Governing body of korfball in Belgium

The Royal Belgian Korfball Federation (Dutch: Koninklijke Belgische Korfbalbond, or KBKB) is the governing body of korfball in Belgium. The federation is structured as an Association without lucrative purpose. It organises the main Belgian korfball league and the more recreative leagues, and the Belgian national team.

==History==

The federation was founded in Antwerp on 28 April 1921 as Belgian Korfball Federation (Dutch: Belgische Korfbalbond, or BKB). In 1953 the federation was allowed to add the title Royal to its official name.

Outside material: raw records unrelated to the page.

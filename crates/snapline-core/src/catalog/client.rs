//! External catalog interface.
//!
//! The catalog holds a mirror of each dataset's snapshot pointer and schema,
//! guarded by an opaque version tag. Writes are conditioned on the tag the
//! writer last read.

use crate::model::{Schema, Snapshot, TableMetadata};
use crate::Result;
use async_trait::async_trait;
use serde::{Deserialize, Serialize};

/// Dataset-level statistics mirrored into the catalog.
#[derive(Debug, Clone, Default, PartialEq, Eq, Serialize, Deserialize)]
pub struct DatasetStats {
    /// Live data files
    pub file_count: u64,
    /// Live records
    pub record_count: u64,
}

/// What the catalog currently stores for a dataset.
#[derive(Debug, Clone, PartialEq, Eq, Serialize, Deserialize)]
pub struct DatasetRecord {
    /// Dataset path
    pub path: String,
    /// Version tag guarding updates
    pub tag: String,
    /// Schema the catalog advertises
    pub schema: Option<Schema>,
    /// Snapshot the catalog points at
    pub snapshot_id: Option<i64>,
    /// Table metadata location
    pub metadata_location: Option<String>,
    /// Dataset statistics
    pub stats: DatasetStats,
}

/// The state to mirror into the catalog.
#[derive(Debug, Clone, PartialEq, Eq, Serialize, Deserialize)]
pub struct DatasetState {
    /// Snapshot to point at
    pub snapshot_id: i64,
    /// Table metadata location
    pub metadata_location: String,
    /// Schema to advertise; `None` leaves the catalog schema untouched
    pub schema: Option<Schema>,
    /// Dataset statistics
    pub stats: DatasetStats,
}

impl DatasetState {
    /// Build the state for a published snapshot.
    pub fn from_snapshot(
        metadata: &TableMetadata,
        snapshot: &Snapshot,
        metadata_location: impl Into<String>,
        include_schema: bool,
    ) -> Self {
        Self {
            snapshot_id: snapshot.snapshot_id,
            metadata_location: metadata_location.into(),
            schema: include_schema.then(|| metadata.schema.clone()),
            stats: DatasetStats {
                file_count: snapshot.summary.total_files,
                record_count: snapshot.summary.total_records,
            },
        }
    }
}

/// Operations the commit engine needs from an external catalog.
///
/// Implementations report a stale tag as [`crate::CatalogError::TagMismatch`],
/// a retryable network failure as [`crate::CatalogError::Transport`] and a
/// cancelled request as [`crate::CatalogError::Aborted`].
#[async_trait]
pub trait ExternalCatalog: Send + Sync {
    /// Read the dataset record.
    ///
    /// Returns [`crate::CatalogError::DatasetNotFound`] for an unregistered
    /// dataset.
    async fn get_dataset(&self, path: &str) -> Result<DatasetRecord>;

    /// Write `state` if the dataset tag still equals `expected_tag`.
    ///
    /// `expected_tag == None` registers the dataset and fails if it already
    /// exists. Returns the new tag.
    async fn update_dataset(
        &self,
        path: &str,
        expected_tag: Option<&str>,
        state: &DatasetState,
    ) -> Result<String>;

    /// Catalog name for logs.
    fn name(&self) -> &str;
}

The Royal Belgian Korfball Federation was one of the founders of the International Korfball Federation, with the Dutch Federation, on 11 June 1933.

==Competitions==

On a yearly basis, the federation organizes three top tier domestic competitions:
- Topkorfballeague indoor
- Topkorfballeague outdoor
- Belgian Cup (outdoor)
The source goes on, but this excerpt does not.